James Murdoch, the Network Administrator of Grace School District & North Gem School District, said of his experience with Direct Communications: “With barely over a week’s notice we contacted Direct Communications with what we needed and their people jumped into action. Daniel Parrish was able to meet our difficult needs and coordinate everything, taking late-night phone calls to make it happen. Matt Farr, their engineer, was at one of our schools watching his sons in a basketball game. I was able to locate him and between games he was able to do a site survey and give an initial approval on the project. We appreciated him taking his personal time to help us. The Directcom installation crews worked long hours well into the night several nights to bring the fiber to our school. They did an outstanding job to quickly and efficiently make the project possible. Brian Black, their Senior Network Administrator, was willing to meet with us any time to help configure our equipment and actually finish with the installation. I was pleased at the courteous, quick and professional manner that each individual employee had. Rather than acting put-out by the unreasonable timeline that we had given them they took it as more of a challenge and were happy to help us achieve our needs.
We are more than happy at the result and were able to meet both our short-term and long-term needs going forward. Both School Districts were able to avoid any downtime. What could have been a challenging, miserable experience has turned into a very positive one. The additional bandwidth that we have is still at a fraction of the cost that we would have had otherwise. We are thrilled. It has been a very positive experience.”

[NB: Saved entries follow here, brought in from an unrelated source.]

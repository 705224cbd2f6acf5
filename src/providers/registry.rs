use std::collections::HashMap;

use crate::config::Config;

use super::{
    LlmProvider, ProviderError, anthropic::AnthropicProvider, ollama::OllamaProvider,
    openai::OpenAiProvider,
};

/// Providers selected by tag. The prompt engine never sees which one is
/// active; it only emits the generic wire-format chat array.
pub struct ProviderRegistry {
    providers: HashMap<String, Box<dyn LlmProvider>>,
}

impl ProviderRegistry {
    pub fn from_config(cfg: &Config) -> Result<Self, ProviderError> {
        let mut map: HashMap<String, Box<dyn LlmProvider>> = HashMap::new();

        if let Some(oc) = &cfg.openai {
            if let Some(key) = oc.effective_api_key() {
                let base = oc
                    .base_url
                    .clone()
                    .unwrap_or_else(|| "https://api.openai.com/v1".into());
                let model = oc
                    .default_model
                    .clone()
                    .unwrap_or_else(|| "gpt-4o-mini".into());
                map.insert("openai".into(), Box::new(OpenAiProvider::new(base, key, model)));
            }
        } else if let Ok(key) = std::env::var("OPENAI_API_KEY") {
            let p = OpenAiProvider::new(
                "https://api.openai.com/v1".into(),
                key,
                "gpt-4o-mini".into(),
            );
            map.insert("openai".into(), Box::new(p));
        }

        if let Some(ac) = &cfg.anthropic {
            if let Some(key) = ac.effective_api_key() {
                let base = ac
                    .base_url
                    .clone()
                    .unwrap_or_else(|| "https://api.anthropic.com".into());
                let model = ac
                    .default_model
                    .clone()
                    .unwrap_or_else(|| "claude-3-5-sonnet-latest".into());
                let p = AnthropicProvider::new(base, key, ac.effective_version(), model);
                map.insert("anthropic".into(), Box::new(p));
            }
        } else if let Ok(key) = std::env::var("ANTHROPIC_API_KEY") {
            let p = AnthropicProvider::new(
                "https://api.anthropic.com".into(),
                key,
                "2023-06-01".into(),
                "claude-3-5-sonnet-latest".into(),
            );
            map.insert("anthropic".into(), Box::new(p));
        }

        if let Some(oc) = &cfg.ollama {
            let model = oc
                .default_model
                .clone()
                .unwrap_or_else(|| "llama3.1".into());
            let p = OllamaProvider::new(oc.effective_base_url(), model);
            map.insert("ollama".into(), Box::new(p));
        } else {
            // Sensible default for local dev
            let p = OllamaProvider::new("http://localhost:11434".into(), "llama3.1".into());
            map.insert("ollama".into(), Box::new(p));
        }

        // OpenAI-compatible endpoints configured by name
        if let Some(compat) = &cfg.openai_compatible {
            for (name, cc) in compat {
                let Some(key) = cc.effective_api_key() else {
                    continue;
                };
                let model = cc
                    .default_model
                    .clone()
                    .unwrap_or_else(|| "default".into());
                let p = OpenAiProvider::compatible(
                    name.clone(),
                    cc.base_url.clone(),
                    key,
                    model,
                );
                map.insert(name.clone(), Box::new(p));
            }
        }

        Ok(Self { providers: map })
    }

    pub fn get(&self, key: &str) -> Result<&dyn LlmProvider, ProviderError> {
        self.providers
            .get(key)
            .map(|b| b.as_ref())
            .ok_or_else(|| ProviderError::Config(format!("unknown provider: {key}")))
    }

    pub fn list(&self) -> Vec<String> {
        let mut keys: Vec<String> = self.providers.keys().cloned().collect();
        keys.sort();
        keys
    }
}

Mathews reflects: “The IEN was a good concept. The funding for Internet service was important, because local communities aren’t always willing to pay for adequate Internet service. The network management and the help with the routers and tech support was good. The schools still need a way to connect together to provide shared classes and video conferencing. Where the IEN went wrong was forcing everyone to use the same internet service provider for basic bandwidth. As long as they allow us to choose our own provider, I think there is a place for the IEN. I hope our legislature will still find a way to continue to cover the full cost of Internet service to schools, because that is just becoming more important each year.